(Stored data entries)
*** Block opens ***

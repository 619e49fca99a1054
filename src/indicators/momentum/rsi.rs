//! RSI (Relative Strength Index) indicator

use crate::common::math;
use crate::models::indicators::Candle;

/// RSI for every candle.
///
/// Gains and losses are smoothed with Wilder's average (`alpha = 1 / period`).
/// The first candle has no previous close and contributes a zero move, so the
/// first value appears at index `period - 1`. A window without losses reads 100.
pub fn rsi_series(candles: &[Candle], period: u32) -> Vec<Option<f64>> {
    let period = period as usize;
    if candles.is_empty() || period == 0 {
        return vec![None; candles.len()];
    }

    let mut gains = Vec::with_capacity(candles.len());
    let mut losses = Vec::with_capacity(candles.len());
    gains.push(Some(0.0));
    losses.push(Some(0.0));

    for pair in candles.windows(2) {
        let change = pair[1].close - pair[0].close;
        gains.push(Some(change.max(0.0)));
        losses.push(Some((-change).max(0.0)));
    }

    let avg_gain = math::wilder_series(&gains, period);
    let avg_loss = math::wilder_series(&losses, period);

    avg_gain
        .into_iter()
        .zip(avg_loss)
        .map(|(gain, loss)| match (gain, loss) {
            (Some(_), Some(loss)) if loss == 0.0 => Some(100.0),
            (Some(gain), Some(loss)) => Some(100.0 - 100.0 / (1.0 + gain / loss)),
            _ => None,
        })
        .collect()
}
//! Shared data models spanning the engine layers.

pub mod indicators;
pub mod price;
pub mod signal;

pub use indicators::{Candle, EnrichedSeries, IndicatorRow};
pub use price::{PricePoint, PriceSeries};
pub use signal::{Signal, SignalOutput, SignalReason};
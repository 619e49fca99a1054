//! Change detection against the last signal that was sent.

use crate::models::signal::Signal;

/// Notify when there is no previous marker or the category changed.
pub fn should_notify(new: Signal, marker: Option<Signal>) -> bool {
    marker != Some(new)
}
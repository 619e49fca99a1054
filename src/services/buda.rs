//! Buda exchange ticker client for the spot price.

use crate::error::BotError;
use crate::services::http;
use reqwest::Client;
use serde::Deserialize;

const PROVIDER: &str = "buda";

#[derive(Debug, Deserialize)]
struct TickerResponse {
    ticker: Option<Ticker>,
}

#[derive(Debug, Deserialize)]
struct Ticker {
    /// `[amount, currency]`, amount as a decimal string.
    #[serde(default)]
    last_price: Vec<String>,
}

pub struct BudaClient {
    client: Client,
    base_url: String,
    retries: usize,
}

impl BudaClient {
    pub fn new(base_url: impl Into<String>) -> Self {
        Self::with_client(base_url, http::default_client())
    }

    pub fn with_client(base_url: impl Into<String>, client: Client) -> Self {
        Self {
            client,
            base_url: base_url.into().trim_end_matches('/').to_string(),
            retries: 0,
        }
    }

    pub fn with_retries(mut self, retries: usize) -> Self {
        self.retries = retries;
        self
    }

    /// Last traded price on `market` (e.g. `btc-clp`).
    pub async fn last_price(&self, market: &str) -> Result<f64, BotError> {
        let url = format!("{}/api/v2/markets/{}/ticker", self.base_url, market);
        let response: TickerResponse =
            http::get_json(&self.client, PROVIDER, &url, &[], self.retries).await?;

        let amount = response
            .ticker
            .and_then(|t| t.last_price.into_iter().next())
            .ok_or_else(|| BotError::data_unavailable(PROVIDER, "ticker has no last_price"))?;

        amount
            .trim()
            .parse::<f64>()
            .ok()
            .filter(|p| p.is_finite() && *p > 0.0)
            .ok_or_else(|| BotError::data_unavailable(PROVIDER, format!("invalid last_price '{}'", amount)))
    }
}
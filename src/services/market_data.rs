//! Market data provider interface and its HTTP-backed implementation.

use crate::config::MarketConfig;
use crate::error::BotError;
use crate::models::price::PriceSeries;
use crate::services::buda::BudaClient;
use crate::services::coingecko::CoinGeckoClient;
use crate::services::exchange_rate::ExchangeRateClient;
use crate::services::http;
use async_trait::async_trait;
use reqwest::Client;

#[async_trait]
pub trait MarketDataProvider: Send + Sync {
    /// Price history over the last `days`, oldest point first.
    async fn get_history(&self, days: u32) -> Result<PriceSeries, BotError>;

    /// Current spot price from the secondary source.
    async fn get_spot_price(&self) -> Result<f64, BotError>;

    /// Units of the quote currency per one USD.
    async fn get_reference_rate(&self) -> Result<f64, BotError>;
}

/// Composes the history, spot and FX clients behind one provider.
pub struct HttpMarketData {
    coingecko: CoinGeckoClient,
    buda: BudaClient,
    exchange_rate: ExchangeRateClient,
    vs_currency: String,
    spot_market: String,
}

impl HttpMarketData {
    pub fn new(config: &MarketConfig) -> Self {
        Self::with_client(config, http::default_client())
    }

    pub fn with_client(config: &MarketConfig, client: Client) -> Self {
        Self {
            coingecko: CoinGeckoClient::with_client(&config.coingecko_base_url, client.clone())
                .with_retries(config.http_retries),
            buda: BudaClient::with_client(&config.buda_base_url, client.clone())
                .with_retries(config.http_retries),
            exchange_rate: ExchangeRateClient::with_client(&config.exchange_rate_base_url, client)
                .with_retries(config.http_retries),
            vs_currency: config.vs_currency.clone(),
            spot_market: config.spot_market.clone(),
        }
    }
}

#[async_trait]
impl MarketDataProvider for HttpMarketData {
    async fn get_history(&self, days: u32) -> Result<PriceSeries, BotError> {
        self.coingecko.market_chart(&self.vs_currency, days).await
    }

    async fn get_spot_price(&self) -> Result<f64, BotError> {
        self.buda.last_price(&self.spot_market).await
    }

    async fn get_reference_rate(&self) -> Result<f64, BotError> {
        self.exchange_rate.usd_rate(&self.vs_currency).await
    }
}
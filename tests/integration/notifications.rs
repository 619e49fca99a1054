//! Integration tests for the notification channels

use btcsignal::config::{EmailConfig, WhatsAppConfig, WHATSAPP_FROM, WHATSAPP_TO};
use btcsignal::services::notifications::{EmailNotifier, Notifier, WhatsAppNotifier};
use btcsignal::BotError;
use serde_json::json;
use wiremock::matchers::{basic_auth, body_string_contains, method, path};
use wiremock::{Mock, MockServer, ResponseTemplate};

const MESSAGES_PATH: &str = "/2010-04-01/Accounts/AC123/Messages.json";

fn whatsapp_config(base_url: String) -> WhatsAppConfig {
    WhatsAppConfig {
        base_url,
        account_sid: "AC123".to_string(),
        auth_token: "secret".to_string(),
        from: WHATSAPP_FROM.to_string(),
        to: WHATSAPP_TO.to_string(),
    }
}

fn email_config() -> EmailConfig {
    EmailConfig {
        smtp_host: "smtp.example.com".to_string(),
        smtp_port: 587,
        sender: "bot@example.com".to_string(),
        app_password: "app-password".to_string(),
        recipient: "trader@example.com".to_string(),
    }
}

#[tokio::test]
async fn whatsapp_posts_report_to_twilio() {
    let server = MockServer::start().await;
    Mock::given(method("POST"))
        .and(path(MESSAGES_PATH))
        .and(basic_auth("AC123", "secret"))
        .and(body_string_contains("From=whatsapp%3A%2B14155238886"))
        .and(body_string_contains("To=whatsapp%3A%2B56974964168"))
        .and(body_string_contains("Body=Signal%3A+BUY"))
        .respond_with(ResponseTemplate::new(201).set_body_json(json!({
            "sid": "SM123",
            "status": "queued"
        })))
        .expect(1)
        .mount(&server)
        .await;

    let notifier =
        WhatsAppNotifier::with_client(&whatsapp_config(server.uri()), reqwest::Client::new());
    assert_eq!(notifier.channel(), "whatsapp");
    notifier
        .send("BTC/CLP alert - BUY", "Signal: BUY")
        .await
        .expect("message accepted");
}

#[tokio::test]
async fn whatsapp_rejection_is_a_delivery_error() {
    let server = MockServer::start().await;
    Mock::given(method("POST"))
        .and(path(MESSAGES_PATH))
        .respond_with(ResponseTemplate::new(401).set_body_json(json!({
            "code": 20003,
            "message": "Authenticate"
        })))
        .mount(&server)
        .await;

    let notifier =
        WhatsAppNotifier::with_client(&whatsapp_config(server.uri()), reqwest::Client::new());
    let err = notifier.send("subject", "body").await.unwrap_err();
    assert!(matches!(
        err,
        BotError::NotificationDelivery {
            channel: "whatsapp",
            ..
        }
    ));
}

#[tokio::test]
async fn email_message_carries_subject_and_body() {
    let notifier = EmailNotifier::new(&email_config()).expect("email notifier");
    assert_eq!(notifier.channel(), "email");

    let message = notifier
        .build_message("BTC/CLP alert - SELL", "Signal: SELL")
        .expect("message");
    let raw = String::from_utf8(message.formatted()).expect("utf-8 message");
    assert!(raw.contains("Subject: BTC/CLP alert - SELL"));
    assert!(raw.contains("From: bot@example.com"));
    assert!(raw.contains("To: trader@example.com"));
    assert!(raw.contains("Signal: SELL"));
}

#[tokio::test]
async fn email_with_invalid_sender_is_a_config_error() {
    let config = EmailConfig {
        sender: "not an address".to_string(),
        ..email_config()
    };
    assert!(matches!(
        EmailNotifier::new(&config),
        Err(BotError::Config(_))
    ));
}
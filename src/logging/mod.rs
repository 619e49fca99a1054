//! Logging setup.
//!
//! Production deployments emit JSON lines for log aggregation; everything
//! else gets coloured, human-readable output.

use crate::config::get_environment;
use tracing_subscriber::{fmt, layer::SubscriberExt, util::SubscriberInitExt, EnvFilter};

#[derive(Debug, Clone, Copy, PartialEq, Eq)]
pub enum LogFormat {
    Json,
    Pretty,
}

impl LogFormat {
    pub fn for_environment(env: &str) -> Self {
        match env.to_lowercase().as_str() {
            "production" | "prod" => LogFormat::Json,
            _ => LogFormat::Pretty,
        }
    }
}

/// Install the global subscriber. `RUST_LOG` overrides the default `info` filter.
pub fn init_logging() {
    let format = LogFormat::for_environment(&get_environment());
    let env_filter = EnvFilter::try_from_default_env().unwrap_or_else(|_| EnvFilter::new("info"));

    let registry = tracing_subscriber::registry().with(env_filter);
    let result = match format {
        LogFormat::Json => registry
            .with(
                fmt::layer()
                    .json()
                    .with_target(true)
                    .with_file(true)
                    .with_line_number(true)
                    .with_writer(std::io::stdout),
            )
            .try_init(),
        LogFormat::Pretty => registry
            .with(
                fmt::layer()
                    .with_target(true)
                    .with_file(true)
                    .with_line_number(true)
                    .with_ansi(true)
                    .with_writer(std::io::stdout),
            )
            .try_init(),
    };

    if let Err(e) = result {
        eprintln!("logging already initialised: {}", e);
    }
}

*** Block closes ***

Return the opening line of the data and every line after it through the line containing "Gains and losses", please, exactly as written and with nothing added.

repository 619e49fca99a1054
filename src/indicators/momentum/rsi.rs
//! RSI (Relative Strength Index) indicator

use crate::common::math;
use crate::models::indicators::Candle;

/// RSI for every candle.
///
/// Gains and losses are smoothed with Wilder's average (`alpha = 1 / period`).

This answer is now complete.